Pourtant, l'analyse proposée précédemment reste, pour l'essentiel, vraie.
Celui qui commet une faute, c'est-à-dire
qui viole la loi morale, sait bel et bien qu'il commet une faute.
Néanmoins, il ne veut pas le mal : il ne pose pas que
l'objet de son action, par exemple mentir, devrait être voulu par tout un chacun.
En réalité, en violant la loi morale,
il considère qu'il fait une exception à cette loi.
Par là, alors même qu'il commet une faute, il veut que la loi morale
reste la loi morale : il veut donc véritablement le bien.
C.
La volonté est en effet intrinsèquement liée au bien : c'est parce que nous connaissons la loi morale que nous
sommes doués d'une volonté.
Par volonté, il ne faut pas entendre simplement la relation décrite précédemment.
Cette analyse ne distinguait pas la volonté du désir.
Mais la volonté désigne la capacité à se déterminer à agir
librement.
Or, cette liberté est liée à la connaissance de la loi morale.
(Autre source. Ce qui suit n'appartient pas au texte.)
// Modality input resolution.
//
// A job may carry its own per-run input paths; anything it lacks falls back
// to the owning patient record's stored uploads. A job with no resolvable
// input at all runs against the bundled sample volume - a permissive
// fallback, not an error.

use std::path::{Path, PathBuf};

use crate::models::{AnalysisJob, Modality, PatientRecord};
use crate::utils::get_default_sample_path;

/// Job-level reference first, then the patient record's upload for the same
/// modality. Empty strings count as absent.
pub fn resolve_modality_path(
    job: &AnalysisJob,
    patient: Option<&PatientRecord>,
    modality: Modality,
) -> Option<String> {
    if let Some(path) = job.mri_files.get(modality) {
        return Some(path.to_string());
    }
    patient
        .and_then(|p| p.mri_files.get(modality))
        .map(|p| p.to_string())
}

/// Pick the volume a source-slice request should render: the explicitly
/// requested modality when it resolves, otherwise the first hit along the
/// fixed priority chain, otherwise the bundled sample.
pub fn resolve_source_volume(
    job: &AnalysisJob,
    patient: Option<&PatientRecord>,
    requested: Option<Modality>,
) -> PathBuf {
    if let Some(modality) = requested {
        if let Some(path) = resolve_modality_path(job, patient, modality) {
            return PathBuf::from(path);
        }
    }

    for modality in Modality::PRIORITY {
        if let Some(path) = resolve_modality_path(job, patient, modality) {
            return PathBuf::from(path);
        }
    }

    get_default_sample_path()
}

/// Build the segmentation stage argument list. Each resolved modality
/// contributes a `--<modality> <path>` pair; a job with nothing resolvable
/// gets the sample volume under the primary-contrast flag.
pub fn build_segmentation_args(job: &AnalysisJob, patient: Option<&PatientRecord>) -> Vec<String> {
    let mut args = Vec::new();

    for modality in Modality::ALL {
        if let Some(path) = resolve_modality_path(job, patient, modality) {
            args.push(modality.cli_flag());
            args.push(path);
        }
    }

    if args.is_empty() {
        args.push(Modality::T1.cli_flag());
        args.push(get_default_sample_path().to_string_lossy().to_string());
    }

    args
}

/// File-type tag the slice renderer expects for a given volume path.
pub fn volume_file_type(path: &Path) -> &'static str {
    let name = path.file_name().and_then(|n| n.to_str()).unwrap_or("");
    if name.ends_with(".npy") {
        "npy"
    } else {
        "nii"
    }
}

#[cfg(test)]
mod tests {
    use super::*;
    use crate::models::ModalityPaths;

    fn job_with(files: ModalityPaths) -> AnalysisJob {
        AnalysisJob::new("job-1".into(), "patient-1".into(), files)
    }

    fn patient_with(files: ModalityPaths) -> PatientRecord {
        let mut patient = PatientRecord::new("patient-1".into(), "MRN-001".into());
        patient.mri_files = files;
        patient
    }

    #[test]
    fn test_job_reference_beats_patient_and_chain() {
        let job = job_with(ModalityPaths {
            flair: Some("/scans/job_flair.nii.gz".into()),
            ..Default::default()
        });
        let patient = patient_with(ModalityPaths {
            t1ce: Some("/scans/patient_t1ce.nii.gz".into()),
            ..Default::default()
        });

        let resolved = resolve_source_volume(&job, Some(&patient), None);
        assert_eq!(resolved, PathBuf::from("/scans/job_flair.nii.gz"));
    }

    #[test]
    fn test_explicit_modality_request_wins() {
        let job = job_with(ModalityPaths {
            t2: Some("/scans/t2.nii.gz".into()),
            flair: Some("/scans/flair.nii.gz".into()),
            ..Default::default()
        });

        let resolved = resolve_source_volume(&job, None, Some(Modality::T2));
        assert_eq!(resolved, PathBuf::from("/scans/t2.nii.gz"));
    }

    #[test]
    fn test_unresolvable_explicit_request_falls_back_to_chain() {
        let job = job_with(ModalityPaths {
            t1: Some("/scans/t1.nii.gz".into()),
            ..Default::default()
        });

        let resolved = resolve_source_volume(&job, None, Some(Modality::Flair));
        assert_eq!(resolved, PathBuf::from("/scans/t1.nii.gz"));
    }

    #[test]
    fn test_patient_fallback_fills_missing_modality() {
        let job = job_with(ModalityPaths::default());
        let patient = patient_with(ModalityPaths {
            t1ce: Some("/scans/patient_t1ce.nii.gz".into()),
            ..Default::default()
        });

        assert_eq!(
            resolve_modality_path(&job, Some(&patient), Modality::T1ce),
            Some("/scans/patient_t1ce.nii.gz".into())
        );
    }

    #[test]
    fn test_empty_string_reference_counts_as_absent() {
        let job = job_with(ModalityPaths {
            t1: Some(String::new()),
            ..Default::default()
        });
        assert_eq!(resolve_modality_path(&job, None, Modality::T1), None);
    }

    #[test]
    fn test_no_inputs_anywhere_uses_bundled_sample() {
        let job = job_with(ModalityPaths::default());
        let resolved = resolve_source_volume(&job, None, None);
        assert_eq!(resolved, get_default_sample_path());
    }

    #[test]
    fn test_args_only_include_resolved_modalities() {
        let job = job_with(ModalityPaths {
            t1: Some("/scans/t1.nii.gz".into()),
            flair: Some("/scans/flair.nii.gz".into()),
            ..Default::default()
        });

        let args = build_segmentation_args(&job, None);
        assert_eq!(
            args,
            vec!["--t1", "/scans/t1.nii.gz", "--flair", "/scans/flair.nii.gz"]
        );
    }

    #[test]
    fn test_args_fall_back_to_sample_when_empty() {
        let job = job_with(ModalityPaths::default());
        let args = build_segmentation_args(&job, None);

        assert_eq!(args[0], "--t1");
        assert!(args[1].ends_with("sample_mri.nii.gz"));
    }

    #[test]
    fn test_volume_file_type_tags() {
        assert_eq!(volume_file_type(Path::new("/a/mask.npy")), "npy");
        assert_eq!(volume_file_type(Path::new("/a/scan.nii.gz")), "nii");
        assert_eq!(volume_file_type(Path::new("/a/scan.nii")), "nii");
    }
}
N'est-ce pas ignorer l'ampleur de notre liberté ?
3.
La liberté, c'est la capacité de vouloir le mal.
A.
N'est-il pas paradoxal de définir la volonté comme capacité à agir librement, et de lui refuser en même temps la
capacité à vouloir le mal ?
B.
Il semble, en outre, que notre respect de la loi morale n'est pleinement assuré que par notre capacité
fondamentale à vouloir le mal, c'est-à-dire à nier entièrement le commandement de la loi morale, et non simplement
à faire une exception à l'égard de la loi morale tout en en reconnaissant la validité.
C.
Alors que nous sommes libres parce que nous connaissons la loi morale, cette liberté n'est complète que parce
que nous pouvons vouloir pleinement ce qu'interdit la loi morale.
SUPPLEMENT: Nul n'est méchant volontairement (Platon)
C'est dans le « Gorgias » de Platon que l'on trouve exposé le paradoxe socratique : « Nul n'est méchant
volontairement ».
Cette thèse surprenante de prime abord doit être reliée aux deux autres : « Commettre l'injustice
est pire que la subir » ; « Quand on est coupable il est pire de n'être pas puni que de l'être ».
L'injustice est un vice,
une maladie de l'âme, c'est pourquoi, nul ne peut vraiment la vouloir (on ne peut vouloir être malade), et la punition,
qui est comparable à la médecine, est bénéfique à celui qui la subit.
L'attitude commune face à la justice est résumée par Polos dans « Gorgias » et Glaucon au livre 2 de la « République.